Menéndez dijo que lo hicieron esperar durante 18 horas sin que lo dejaran entrar a Delaney Hall este fin de semana, antes de finalmente reunirse con Soto en el centro Elizabeth. Ley federal y Política descrita en la guía de ICE tan recientemente como el año pasado dice que los congresistas pueden visitar los centros de detención sin previo aviso, pero la administración Trump ha estado tratando de frenar ese acceso. El DHS dijo que las visitas a Delaney Hall habían sido suspendidas como medida de seguridad en medio de las protestas.

Kim le dijo a InsiderNJ.com Finalmente se le permitió entrar después de hablar con el secretario del DHS, Markwayne Mullin. Menéndez le dijo a WNYC el martes que esperaba regresar a Delaney Hall ese mismo día.

Amol Sinha, director ejecutivo de la ACLU de Nueva Jersey, dijo a Gothamist este fin de semana que su organización había estado en contacto con el abogado de Soto y la oficina del fiscal de Estados Unidos, y aseguró que Soto no sería trasladado — horas antes de que el DHS dijera más tarde que la transferencia efectivamente había tenido lugar. Sinha citó una orden judicial emitida en marzo, cuando Martin impugnó su detención, diciendo que prohibía su traslado. La orden, revisada por Gothamist, parece restringir que ICE lo traslade fuera de Nueva Jersey, pero no especifica en qué centro debe permanecer.

El DHS y el ICE no han respondido mensajes este fin de semana solicitando detalles sobre por qué se transfirió Soto. El comunicado del DHS lo describió como acusado de agresión, pero no proporcionó más detalles sobre ese incidente ni dijo qué agencia emitió el cargo. El Departamento de Justicia remitió preguntas sobre su transferencia a ICE.

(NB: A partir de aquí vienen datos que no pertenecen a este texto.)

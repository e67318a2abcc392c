//! Dotmesh Configuration
//!
//! This module provides configuration structures for a dotmesh
//! replication node.

use serde::{Deserialize, Serialize};
use std::path::PathBuf;
use std::time::Duration;

/// Main dotmesh node configuration
#[derive(Debug, Clone, Serialize, Deserialize)]
pub struct DotmeshConfig {
    /// Node-specific configuration
    pub node: NodeConfig,

    /// HTTP API configuration
    #[serde(default)]
    pub api: ApiConfig,

    /// Native snapshot engine configuration
    #[serde(default)]
    pub engine: EngineConfig,

    /// Cluster configuration
    #[serde(default)]
    pub cluster: ClusterConfig,

    /// Transfer and proxy configuration
    #[serde(default)]
    pub transfer: TransferConfig,

    /// Secret store configuration
    #[serde(default)]
    pub secrets: SecretsConfig,

    /// Logging configuration
    #[serde(default)]
    pub logging: LoggingConfig,
}

/// Node-specific configuration
#[derive(Debug, Clone, Serialize, Deserialize)]
pub struct NodeConfig {
    /// Unique node identifier
    pub id: String,

    /// Data directory for snapshot metadata
    #[serde(default = "default_data_dir")]
    pub data_dir: PathBuf,
}

/// API configuration
#[derive(Debug, Clone, Serialize, Deserialize)]
pub struct ApiConfig {
    /// Enable HTTP API
    #[serde(default = "default_true")]
    pub enabled: bool,

    /// HTTP API bind address
    #[serde(default = "default_api_address")]
    pub bind_address: String,

    /// Port assumed for peer addresses that do not carry one
    #[serde(default = "default_peer_port")]
    pub peer_port: u16,

    /// Connect timeout for outbound calls, in seconds
    #[serde(default = "default_connect_timeout")]
    pub connect_timeout_secs: u64,

    /// Enable CORS
    #[serde(default)]
    pub cors_enabled: bool,
}

/// Native snapshot engine configuration
#[derive(Debug, Clone, Serialize, Deserialize)]
pub struct EngineConfig {
    /// Engine binary
    #[serde(default = "default_engine_binary")]
    pub binary: String,

    /// Pool holding the volumes
    #[serde(default = "default_pool")]
    pub pool: String,

    /// Dataset prefix below the pool
    #[serde(default = "default_prefix")]
    pub prefix: String,
}

/// Cluster configuration
#[derive(Debug, Clone, Serialize, Deserialize)]
pub struct ClusterConfig {
    /// Cache refresh interval in milliseconds
    #[serde(default = "default_refresh_interval_ms")]
    pub refresh_interval_ms: u64,

    /// How a master address is picked from a node's address list
    #[serde(default)]
    pub address_selection: AddressSelection,

    /// Known nodes and their addresses (seed for the coordination store)
    #[serde(default)]
    pub nodes: Vec<NodeSeed>,

    /// Known volumes and their masters (seed for the coordination store)
    #[serde(default)]
    pub volumes: Vec<VolumeSeed>,
}

/// A node known at startup
#[derive(Debug, Clone, Serialize, Deserialize)]
pub struct NodeSeed {
    pub id: String,
    pub addresses: Vec<String>,
}

/// A volume known at startup
#[derive(Debug, Clone, Serialize, Deserialize)]
pub struct VolumeSeed {
    pub id: String,
    pub master: String,
}

/// Address selection strategy
#[derive(Debug, Clone, Copy, PartialEq, Eq, Serialize, Deserialize, Default)]
#[serde(rename_all = "snake_case")]
pub enum AddressSelection {
    /// Always the first address in the list
    #[default]
    First,
    /// Rotate through the list
    RoundRobin,
}

/// Transfer and proxy configuration
#[derive(Debug, Clone, Serialize, Deserialize)]
pub struct TransferConfig {
    /// Service identity used when proxying to a master
    #[serde(default = "default_service_user")]
    pub service_user: String,

    /// What to do when a peer answers "not master / wrong state"
    #[serde(default)]
    pub retry: RetryPolicy,

    /// Progress channel depth for relays
    #[serde(default = "default_progress_depth")]
    pub progress_depth: usize,

    /// Completed transfer results kept for polling
    #[serde(default = "default_retained_results")]
    pub retained_results: usize,
}

/// Retry policy for 404 (not master / wrong state) answers
#[derive(Debug, Clone, Copy, PartialEq, Eq, Serialize, Deserialize, Default)]
#[serde(tag = "policy", rename_all = "snake_case")]
pub enum RetryPolicy {
    /// Surface the first failure to the caller
    #[default]
    FailFast,
    /// Retry with exponential backoff
    Backoff {
        max_attempts: u32,
        initial_backoff_ms: u64,
        max_backoff_ms: u64,
    },
}

impl RetryPolicy {
    /// Delay before retry number `attempt` (1-based), or None when exhausted
    pub fn delay_for(&self, attempt: u32) -> Option<Duration> {
        match *self {
            RetryPolicy::FailFast => None,
            RetryPolicy::Backoff {
                max_attempts,
                initial_backoff_ms,
                max_backoff_ms,
            } => {
                if attempt >= max_attempts {
                    return None;
                }
                let shift = attempt.saturating_sub(1).min(20);
                let delay = initial_backoff_ms.saturating_mul(1u64 << shift);
                Some(Duration::from_millis(delay.min(max_backoff_ms)))
            }
        }
    }
}

/// Secret store configuration
#[derive(Debug, Clone, Serialize, Deserialize)]
pub struct SecretsConfig {
    /// JSON file mapping user names to API keys
    #[serde(default = "default_secrets_file")]
    pub file: PathBuf,
}

/// Logging configuration
#[derive(Debug, Clone, Serialize, Deserialize)]
pub struct LoggingConfig {
    /// Log level (trace, debug, info, warn, error)
    #[serde(default = "default_log_level")]
    pub level: String,
}

// Default value functions
fn default_true() -> bool {
    true
}

fn default_api_address() -> String {
    "0.0.0.0:32607".to_string()
}

fn default_peer_port() -> u16 {
    32607
}

fn default_connect_timeout() -> u64 {
    10
}

fn default_engine_binary() -> String {
    "zfs".to_string()
}

fn default_pool() -> String {
    "pool".to_string()
}

fn default_prefix() -> String {
    "dmfs".to_string()
}

fn default_refresh_interval_ms() -> u64 {
    1000
}

fn default_service_user() -> String {
    "admin".to_string()
}

fn default_progress_depth() -> usize {
    16
}

fn default_retained_results() -> usize {
    256
}

fn default_secrets_file() -> PathBuf {
    PathBuf::from("/var/lib/dotmesh/passwords.json")
}

fn default_log_level() -> String {
    "info".to_string()
}

fn default_data_dir() -> PathBuf {
    PathBuf::from("/var/lib/dotmesh")
}

impl Default for ApiConfig {
    fn default() -> Self {
        Self {
            enabled: true,
            bind_address: default_api_address(),
            peer_port: default_peer_port(),
            connect_timeout_secs: default_connect_timeout(),
            cors_enabled: false,
        }
    }
}

impl Default for EngineConfig {
    fn default() -> Self {
        Self {
            binary: default_engine_binary(),
            pool: default_pool(),
            prefix: default_prefix(),
        }
    }
}

impl Default for ClusterConfig {
    fn default() -> Self {
        Self {
            refresh_interval_ms: default_refresh_interval_ms(),
            address_selection: AddressSelection::default(),
            nodes: Vec::new(),
            volumes: Vec::new(),
        }
    }
}

impl Default for TransferConfig {
    fn default() -> Self {
        Self {
            service_user: default_service_user(),
            retry: RetryPolicy::default(),
            progress_depth: default_progress_depth(),
            retained_results: default_retained_results(),
        }
    }
}

impl Default for SecretsConfig {
    fn default() -> Self {
        Self {
            file: default_secrets_file(),
        }
    }
}

impl Default for LoggingConfig {
    fn default() -> Self {
        Self {
            level: default_log_level(),
        }
    }
}

impl DotmeshConfig {
    /// Minimal configuration for a node, everything else defaulted
    pub fn for_node(node_id: impl Into<String>, data_dir: PathBuf) -> Self {
        Self {
            node: NodeConfig {
                id: node_id.into(),
                data_dir,
            },
            api: ApiConfig::default(),
            engine: EngineConfig::default(),
            cluster: ClusterConfig::default(),
            transfer: TransferConfig::default(),
            secrets: SecretsConfig::default(),
            logging: LoggingConfig::default(),
        }
    }

    /// Load configuration from a TOML file
    pub fn from_file(path: &std::path::Path) -> crate::Result<Self> {
        let content = std::fs::read_to_string(path)?;
        let config: DotmeshConfig = toml::from_str(&content)?;
        config.validate()?;
        Ok(config)
    }

    /// Load configuration from a TOML string
    pub fn from_str(content: &str) -> crate::Result<Self> {
        let config: DotmeshConfig = toml::from_str(content)?;
        config.validate()?;
        Ok(config)
    }

    /// Validate the configuration
    pub fn validate(&self) -> crate::Result<()> {
        if self.node.id.is_empty() {
            return Err(crate::Error::Config("node.id cannot be empty".into()));
        }

        if self.api.enabled && self.api.bind_address.is_empty() {
            return Err(crate::Error::Config("api.bind_address cannot be empty".into()));
        }

        if self.engine.binary.is_empty() || self.engine.pool.is_empty() {
            return Err(crate::Error::Config("engine.binary and engine.pool are required".into()));
        }

        if self.cluster.refresh_interval_ms == 0 {
            return Err(crate::Error::Config("cluster.refresh_interval_ms must be positive".into()));
        }

        if self.transfer.progress_depth == 0 {
            return Err(crate::Error::Config("transfer.progress_depth must be positive".into()));
        }

        if self.transfer.retained_results == 0 {
            return Err(crate::Error::Config("transfer.retained_results must be positive".into()));
        }

        if let RetryPolicy::Backoff { max_attempts, .. } = self.transfer.retry {
            if max_attempts == 0 {
                return Err(crate::Error::Config("transfer.retry.max_attempts must be positive".into()));
            }
        }

        for node in &self.cluster.nodes {
            if node.addresses.is_empty() {
                return Err(crate::Error::Config(format!("cluster node {} has no addresses", node.id)));
            }
        }

        Ok(())
    }

    /// Get the metadata directory path
    pub fn metadata_dir(&self) -> PathBuf {
        self.node.data_dir.join("metadata")
    }

    /// Get cache refresh interval as Duration
    pub fn refresh_interval(&self) -> Duration {
        Duration::from_millis(self.cluster.refresh_interval_ms)
    }

    /// Get connect timeout as Duration
    pub fn connect_timeout(&self) -> Duration {
        Duration::from_secs(self.api.connect_timeout_secs)
    }
}

#[cfg(test)]
mod tests {
    use super::*;

    #[test]
    fn test_parse_config() {
        let toml = r#"
[node]
id = "node-1"
data_dir = "/var/lib/dotmesh"

[engine]
pool = "tank"

[cluster]
refresh_interval_ms = 500
address_selection = "round_robin"

[[cluster.nodes]]
id = "node-2"
addresses = ["10.0.0.2", "fd00::2"]

[[cluster.volumes]]
id = "v1"
master = "node-2"

[transfer.retry]
policy = "backoff"
max_attempts = 3
initial_backoff_ms = 100
max_backoff_ms = 1000
"#;

        let config = DotmeshConfig::from_str(toml).unwrap();
        assert_eq!(config.node.id, "node-1");
        assert_eq!(config.engine.pool, "tank");
        assert_eq!(config.engine.prefix, "dmfs");
        assert_eq!(config.cluster.address_selection, AddressSelection::RoundRobin);
        assert_eq!(config.cluster.nodes[0].addresses.len(), 2);
        assert_eq!(config.transfer.service_user, "admin");
        assert_eq!(config.refresh_interval(), Duration::from_millis(500));
    }

    #[test]
    fn test_empty_node_id_rejected() {
        let toml = r#"
[node]
id = ""
"#;
        assert!(matches!(DotmeshConfig::from_str(toml), Err(crate::Error::Config(_))));
    }

    #[test]
    fn test_retry_policy_delays() {
        assert_eq!(RetryPolicy::FailFast.delay_for(1), None);

        let backoff = RetryPolicy::Backoff {
            max_attempts: 4,
            initial_backoff_ms: 100,
            max_backoff_ms: 250,
        };
        assert_eq!(backoff.delay_for(1), Some(Duration::from_millis(100)));
        assert_eq!(backoff.delay_for(2), Some(Duration::from_millis(200)));
        assert_eq!(backoff.delay_for(3), Some(Duration::from_millis(250)));
        assert_eq!(backoff.delay_for(4), None);
    }
}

Menéndez dijo a WNYC que cree que muchas de las personas detenidas en Delaney Hall no representan una amenaza para el público, incluido Martin: «Martin debería estar con sus dos hijos pequeños y su esposa embarazada», dijo Menéndez.

Dijo que las personas que están dentro están luchando con la falta de ventilación, la falta de acceso a atención médica y alimentos que a menudo no satisfacen los requisitos de restricción dietética de las personas’.

“Todas estas cosas dan como resultado un entorno muy difícil que creo que da lugar a condiciones inhumanas”, dijo.